[Stored data]
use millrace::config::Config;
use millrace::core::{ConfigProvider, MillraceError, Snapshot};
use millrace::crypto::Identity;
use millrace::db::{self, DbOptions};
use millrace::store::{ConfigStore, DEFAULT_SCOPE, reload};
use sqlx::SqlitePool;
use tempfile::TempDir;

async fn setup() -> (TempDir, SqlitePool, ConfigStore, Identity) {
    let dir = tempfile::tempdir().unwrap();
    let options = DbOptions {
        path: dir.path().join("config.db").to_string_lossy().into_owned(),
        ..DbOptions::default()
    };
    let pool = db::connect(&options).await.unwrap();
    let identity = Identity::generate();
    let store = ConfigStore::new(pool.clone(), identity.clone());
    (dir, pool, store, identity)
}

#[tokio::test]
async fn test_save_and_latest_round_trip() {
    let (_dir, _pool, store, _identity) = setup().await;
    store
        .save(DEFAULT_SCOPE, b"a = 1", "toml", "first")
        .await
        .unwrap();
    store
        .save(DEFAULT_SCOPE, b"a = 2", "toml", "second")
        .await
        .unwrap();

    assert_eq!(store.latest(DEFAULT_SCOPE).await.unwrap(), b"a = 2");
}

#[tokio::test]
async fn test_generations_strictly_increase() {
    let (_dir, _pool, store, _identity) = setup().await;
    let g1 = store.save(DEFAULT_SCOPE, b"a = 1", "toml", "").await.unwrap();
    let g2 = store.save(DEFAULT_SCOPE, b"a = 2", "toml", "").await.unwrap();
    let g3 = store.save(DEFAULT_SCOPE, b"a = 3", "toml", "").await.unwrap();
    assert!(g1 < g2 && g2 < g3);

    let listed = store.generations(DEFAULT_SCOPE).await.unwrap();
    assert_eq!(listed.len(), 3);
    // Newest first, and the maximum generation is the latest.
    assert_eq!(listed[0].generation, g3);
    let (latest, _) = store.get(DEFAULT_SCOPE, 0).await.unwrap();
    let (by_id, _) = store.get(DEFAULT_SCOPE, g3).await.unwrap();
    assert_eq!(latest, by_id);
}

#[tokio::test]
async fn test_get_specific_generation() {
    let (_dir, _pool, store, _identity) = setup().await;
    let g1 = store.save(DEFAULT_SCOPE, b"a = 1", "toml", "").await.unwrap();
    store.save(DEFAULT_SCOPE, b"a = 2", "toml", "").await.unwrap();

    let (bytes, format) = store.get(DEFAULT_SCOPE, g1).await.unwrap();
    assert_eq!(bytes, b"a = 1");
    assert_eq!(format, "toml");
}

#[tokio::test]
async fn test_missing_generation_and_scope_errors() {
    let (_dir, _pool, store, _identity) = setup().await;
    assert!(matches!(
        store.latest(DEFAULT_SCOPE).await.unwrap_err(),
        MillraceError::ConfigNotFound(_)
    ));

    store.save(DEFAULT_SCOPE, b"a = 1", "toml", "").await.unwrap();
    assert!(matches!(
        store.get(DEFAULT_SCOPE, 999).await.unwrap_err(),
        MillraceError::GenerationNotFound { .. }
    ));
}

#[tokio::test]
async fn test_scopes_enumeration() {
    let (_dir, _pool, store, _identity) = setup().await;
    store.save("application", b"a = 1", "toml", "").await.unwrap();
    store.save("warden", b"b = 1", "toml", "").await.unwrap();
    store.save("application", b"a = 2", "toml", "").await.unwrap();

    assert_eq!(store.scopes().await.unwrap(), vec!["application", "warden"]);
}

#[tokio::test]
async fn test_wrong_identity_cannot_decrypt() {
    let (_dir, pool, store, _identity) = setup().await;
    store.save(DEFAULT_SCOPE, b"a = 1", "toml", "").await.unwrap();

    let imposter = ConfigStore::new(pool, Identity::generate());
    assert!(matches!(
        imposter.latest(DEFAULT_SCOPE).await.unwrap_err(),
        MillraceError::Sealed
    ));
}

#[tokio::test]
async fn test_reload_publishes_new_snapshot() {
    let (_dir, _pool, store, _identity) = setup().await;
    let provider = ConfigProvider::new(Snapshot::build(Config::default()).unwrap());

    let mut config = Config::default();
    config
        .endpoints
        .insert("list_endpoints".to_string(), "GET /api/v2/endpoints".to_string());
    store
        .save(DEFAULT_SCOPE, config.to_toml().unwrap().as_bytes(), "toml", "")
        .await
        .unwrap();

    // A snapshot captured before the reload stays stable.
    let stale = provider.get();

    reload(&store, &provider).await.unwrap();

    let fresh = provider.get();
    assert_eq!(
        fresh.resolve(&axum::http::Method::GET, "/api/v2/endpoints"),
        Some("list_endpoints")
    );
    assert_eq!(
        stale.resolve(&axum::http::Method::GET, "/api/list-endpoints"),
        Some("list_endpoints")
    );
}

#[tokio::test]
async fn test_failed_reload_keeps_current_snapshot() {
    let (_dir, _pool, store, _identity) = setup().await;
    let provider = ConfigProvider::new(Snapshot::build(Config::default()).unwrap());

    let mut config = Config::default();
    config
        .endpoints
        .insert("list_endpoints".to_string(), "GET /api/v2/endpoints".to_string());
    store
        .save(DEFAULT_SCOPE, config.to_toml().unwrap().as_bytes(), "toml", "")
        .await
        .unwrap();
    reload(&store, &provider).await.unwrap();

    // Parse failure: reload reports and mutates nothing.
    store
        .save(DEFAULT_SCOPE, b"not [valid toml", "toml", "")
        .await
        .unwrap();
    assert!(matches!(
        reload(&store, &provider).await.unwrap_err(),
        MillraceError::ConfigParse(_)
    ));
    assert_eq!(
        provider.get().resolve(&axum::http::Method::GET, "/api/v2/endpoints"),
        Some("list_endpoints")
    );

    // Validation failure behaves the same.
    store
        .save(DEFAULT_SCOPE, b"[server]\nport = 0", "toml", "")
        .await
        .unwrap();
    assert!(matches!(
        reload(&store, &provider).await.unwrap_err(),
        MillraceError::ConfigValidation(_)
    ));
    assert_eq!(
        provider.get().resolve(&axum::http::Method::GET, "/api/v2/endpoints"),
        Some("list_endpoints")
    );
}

[Required work]:
For every line above that includes the word "resolve", return the line.

[Answer to this task]:
        fresh.resolve(&axum::http::Method::GET, "/api/v2/endpoints"),
        stale.resolve(&axum::http::Method::GET, "/api/list-endpoints"),
        provider.get().resolve(&axum::http::Method::GET, "/api/v2/endpoints"),
        provider.get().resolve(&axum::http::Method::GET, "/api/v2/endpoints"),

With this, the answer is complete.